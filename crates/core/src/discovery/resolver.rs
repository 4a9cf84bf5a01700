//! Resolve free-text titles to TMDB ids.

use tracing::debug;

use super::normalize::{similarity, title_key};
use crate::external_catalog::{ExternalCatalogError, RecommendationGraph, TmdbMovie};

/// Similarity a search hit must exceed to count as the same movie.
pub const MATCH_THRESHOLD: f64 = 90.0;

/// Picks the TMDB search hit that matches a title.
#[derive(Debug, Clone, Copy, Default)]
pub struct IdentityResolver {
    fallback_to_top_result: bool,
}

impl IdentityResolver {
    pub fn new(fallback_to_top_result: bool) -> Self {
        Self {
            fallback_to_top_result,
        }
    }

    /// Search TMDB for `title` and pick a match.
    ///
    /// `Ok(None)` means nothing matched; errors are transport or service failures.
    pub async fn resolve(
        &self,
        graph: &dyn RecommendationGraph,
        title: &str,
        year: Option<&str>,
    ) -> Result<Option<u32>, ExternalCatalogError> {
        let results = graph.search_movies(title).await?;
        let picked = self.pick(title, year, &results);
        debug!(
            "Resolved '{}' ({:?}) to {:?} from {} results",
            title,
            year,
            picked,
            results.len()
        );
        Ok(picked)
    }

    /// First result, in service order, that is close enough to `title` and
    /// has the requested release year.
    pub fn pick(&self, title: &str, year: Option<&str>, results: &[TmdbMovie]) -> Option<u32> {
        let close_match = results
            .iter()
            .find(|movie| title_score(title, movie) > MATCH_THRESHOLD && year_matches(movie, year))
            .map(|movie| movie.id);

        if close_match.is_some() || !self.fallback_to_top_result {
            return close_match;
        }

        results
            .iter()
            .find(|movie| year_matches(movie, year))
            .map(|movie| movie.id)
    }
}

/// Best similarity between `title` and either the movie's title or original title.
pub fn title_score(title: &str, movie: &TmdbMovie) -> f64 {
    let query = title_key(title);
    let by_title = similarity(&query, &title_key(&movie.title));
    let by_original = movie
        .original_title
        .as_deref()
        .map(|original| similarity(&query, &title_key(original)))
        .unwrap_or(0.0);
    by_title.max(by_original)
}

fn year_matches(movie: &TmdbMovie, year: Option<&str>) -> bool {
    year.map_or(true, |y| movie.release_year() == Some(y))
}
---
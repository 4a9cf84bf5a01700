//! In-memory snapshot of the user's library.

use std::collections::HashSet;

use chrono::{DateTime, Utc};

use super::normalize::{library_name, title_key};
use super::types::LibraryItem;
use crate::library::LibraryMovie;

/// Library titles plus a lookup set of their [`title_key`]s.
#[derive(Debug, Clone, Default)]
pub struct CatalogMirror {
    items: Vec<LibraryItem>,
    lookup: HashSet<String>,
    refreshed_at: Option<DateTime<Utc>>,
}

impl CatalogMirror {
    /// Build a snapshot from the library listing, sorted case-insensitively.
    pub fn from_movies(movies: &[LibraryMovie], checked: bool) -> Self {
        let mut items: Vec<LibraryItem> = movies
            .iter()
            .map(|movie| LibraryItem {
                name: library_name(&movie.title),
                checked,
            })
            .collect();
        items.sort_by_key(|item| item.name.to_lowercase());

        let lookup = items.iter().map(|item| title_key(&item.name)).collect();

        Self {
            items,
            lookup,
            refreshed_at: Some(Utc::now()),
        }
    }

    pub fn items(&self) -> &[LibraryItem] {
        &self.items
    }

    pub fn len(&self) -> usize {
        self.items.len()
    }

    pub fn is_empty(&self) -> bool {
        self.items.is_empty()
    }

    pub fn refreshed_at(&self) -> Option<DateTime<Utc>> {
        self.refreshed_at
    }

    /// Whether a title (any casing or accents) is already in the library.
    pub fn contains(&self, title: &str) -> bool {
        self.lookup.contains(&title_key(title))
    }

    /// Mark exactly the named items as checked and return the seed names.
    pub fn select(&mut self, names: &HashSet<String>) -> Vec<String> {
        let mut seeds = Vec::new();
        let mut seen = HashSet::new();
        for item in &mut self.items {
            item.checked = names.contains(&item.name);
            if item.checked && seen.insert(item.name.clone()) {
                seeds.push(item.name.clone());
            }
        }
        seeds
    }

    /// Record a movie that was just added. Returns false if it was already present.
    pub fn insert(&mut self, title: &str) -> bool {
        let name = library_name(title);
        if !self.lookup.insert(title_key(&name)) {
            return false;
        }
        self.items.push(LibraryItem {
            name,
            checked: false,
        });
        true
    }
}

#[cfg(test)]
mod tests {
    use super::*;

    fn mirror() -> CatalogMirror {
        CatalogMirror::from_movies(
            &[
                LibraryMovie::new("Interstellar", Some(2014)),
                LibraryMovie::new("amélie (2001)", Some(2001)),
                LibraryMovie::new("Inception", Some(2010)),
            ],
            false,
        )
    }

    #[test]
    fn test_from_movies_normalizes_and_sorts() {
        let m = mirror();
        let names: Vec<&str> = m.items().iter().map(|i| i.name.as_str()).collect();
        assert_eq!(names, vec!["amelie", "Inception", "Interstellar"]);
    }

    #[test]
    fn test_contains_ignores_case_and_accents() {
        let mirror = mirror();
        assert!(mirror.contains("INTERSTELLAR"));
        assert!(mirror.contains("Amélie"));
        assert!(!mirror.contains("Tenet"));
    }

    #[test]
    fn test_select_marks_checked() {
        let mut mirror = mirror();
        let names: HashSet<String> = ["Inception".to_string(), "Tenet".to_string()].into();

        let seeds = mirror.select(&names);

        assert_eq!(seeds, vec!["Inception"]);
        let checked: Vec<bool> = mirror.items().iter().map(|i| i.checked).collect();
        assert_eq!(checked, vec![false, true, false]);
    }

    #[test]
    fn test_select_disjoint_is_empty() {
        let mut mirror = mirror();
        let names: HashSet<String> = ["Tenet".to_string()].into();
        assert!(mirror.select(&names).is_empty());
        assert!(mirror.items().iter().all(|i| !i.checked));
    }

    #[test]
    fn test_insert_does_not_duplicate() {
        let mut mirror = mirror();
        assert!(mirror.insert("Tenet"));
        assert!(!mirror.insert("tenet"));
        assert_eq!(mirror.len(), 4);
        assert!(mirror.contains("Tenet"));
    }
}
* * *
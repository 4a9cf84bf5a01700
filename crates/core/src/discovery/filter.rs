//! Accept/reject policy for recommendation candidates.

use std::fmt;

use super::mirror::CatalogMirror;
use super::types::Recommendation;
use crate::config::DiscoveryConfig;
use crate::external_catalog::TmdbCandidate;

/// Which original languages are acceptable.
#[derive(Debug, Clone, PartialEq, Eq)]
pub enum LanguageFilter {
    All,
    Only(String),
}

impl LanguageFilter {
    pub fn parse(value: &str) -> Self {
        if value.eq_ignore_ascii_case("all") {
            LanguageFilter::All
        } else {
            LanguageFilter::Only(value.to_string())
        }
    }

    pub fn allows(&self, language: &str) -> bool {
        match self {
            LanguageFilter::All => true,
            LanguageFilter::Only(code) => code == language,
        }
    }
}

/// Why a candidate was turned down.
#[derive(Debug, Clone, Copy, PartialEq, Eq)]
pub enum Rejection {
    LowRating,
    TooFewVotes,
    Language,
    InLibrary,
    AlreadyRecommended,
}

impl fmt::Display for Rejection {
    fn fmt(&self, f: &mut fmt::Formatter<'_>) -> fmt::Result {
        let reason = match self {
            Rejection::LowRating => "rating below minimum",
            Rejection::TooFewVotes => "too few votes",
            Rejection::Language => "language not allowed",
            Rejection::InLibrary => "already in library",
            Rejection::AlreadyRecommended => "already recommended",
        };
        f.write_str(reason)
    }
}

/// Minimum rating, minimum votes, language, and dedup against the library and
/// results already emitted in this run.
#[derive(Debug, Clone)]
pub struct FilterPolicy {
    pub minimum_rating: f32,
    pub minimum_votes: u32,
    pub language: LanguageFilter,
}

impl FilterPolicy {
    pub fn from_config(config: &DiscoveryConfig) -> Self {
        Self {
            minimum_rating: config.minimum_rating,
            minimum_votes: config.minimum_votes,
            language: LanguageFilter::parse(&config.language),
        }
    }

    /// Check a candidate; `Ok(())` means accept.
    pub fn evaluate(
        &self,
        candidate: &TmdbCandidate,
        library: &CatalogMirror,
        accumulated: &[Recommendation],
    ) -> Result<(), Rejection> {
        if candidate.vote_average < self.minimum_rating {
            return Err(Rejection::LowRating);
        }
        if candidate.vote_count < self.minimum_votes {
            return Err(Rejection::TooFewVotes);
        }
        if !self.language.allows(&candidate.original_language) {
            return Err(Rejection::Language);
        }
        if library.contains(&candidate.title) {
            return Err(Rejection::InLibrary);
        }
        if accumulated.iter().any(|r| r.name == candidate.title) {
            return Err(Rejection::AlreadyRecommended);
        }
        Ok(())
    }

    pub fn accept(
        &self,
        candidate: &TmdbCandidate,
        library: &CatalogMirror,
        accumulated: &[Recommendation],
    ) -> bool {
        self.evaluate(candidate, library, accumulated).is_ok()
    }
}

> _ACTIVITY_: Start with the line above that contains "filename crates/core/src/discovery/resolver.rs" and end with the line that contains "if close_match.is_some() ||". Write out those lines exactly, and only those.

> _FINISHED TASK_:
filename crates/core/src/discovery/resolver.rs
repository 4a9cf84bf5a01700
//! Resolve free-text titles to TMDB ids.

use tracing::debug;

use super::normalize::{similarity, title_key};
use crate::external_catalog::{ExternalCatalogError, RecommendationGraph, TmdbMovie};

/// Similarity a search hit must exceed to count as the same movie.
pub const MATCH_THRESHOLD: f64 = 90.0;

/// Picks the TMDB search hit that matches a title.
#[derive(Debug, Clone, Copy, Default)]
pub struct IdentityResolver {
    fallback_to_top_result: bool,
}

impl IdentityResolver {
    pub fn new(fallback_to_top_result: bool) -> Self {
        Self {
            fallback_to_top_result,
        }
    }

    /// Search TMDB for `title` and pick a match.
    ///
    /// `Ok(None)` means nothing matched; errors are transport or service failures.
    pub async fn resolve(
        &self,
        graph: &dyn RecommendationGraph,
        title: &str,
        year: Option<&str>,
    ) -> Result<Option<u32>, ExternalCatalogError> {
        let results = graph.search_movies(title).await?;
        let picked = self.pick(title, year, &results);
        debug!(
            "Resolved '{}' ({:?}) to {:?} from {} results",
            title,
            year,
            picked,
            results.len()
        );
        Ok(picked)
    }

    /// First result, in service order, that is close enough to `title` and
    /// has the requested release year.
    pub fn pick(&self, title: &str, year: Option<&str>, results: &[TmdbMovie]) -> Option<u32> {
        let close_match = results
            .iter()
            .find(|movie| title_score(title, movie) > MATCH_THRESHOLD && year_matches(movie, year))
            .map(|movie| movie.id);

        if close_match.is_some() || !self.fallback_to_top_result {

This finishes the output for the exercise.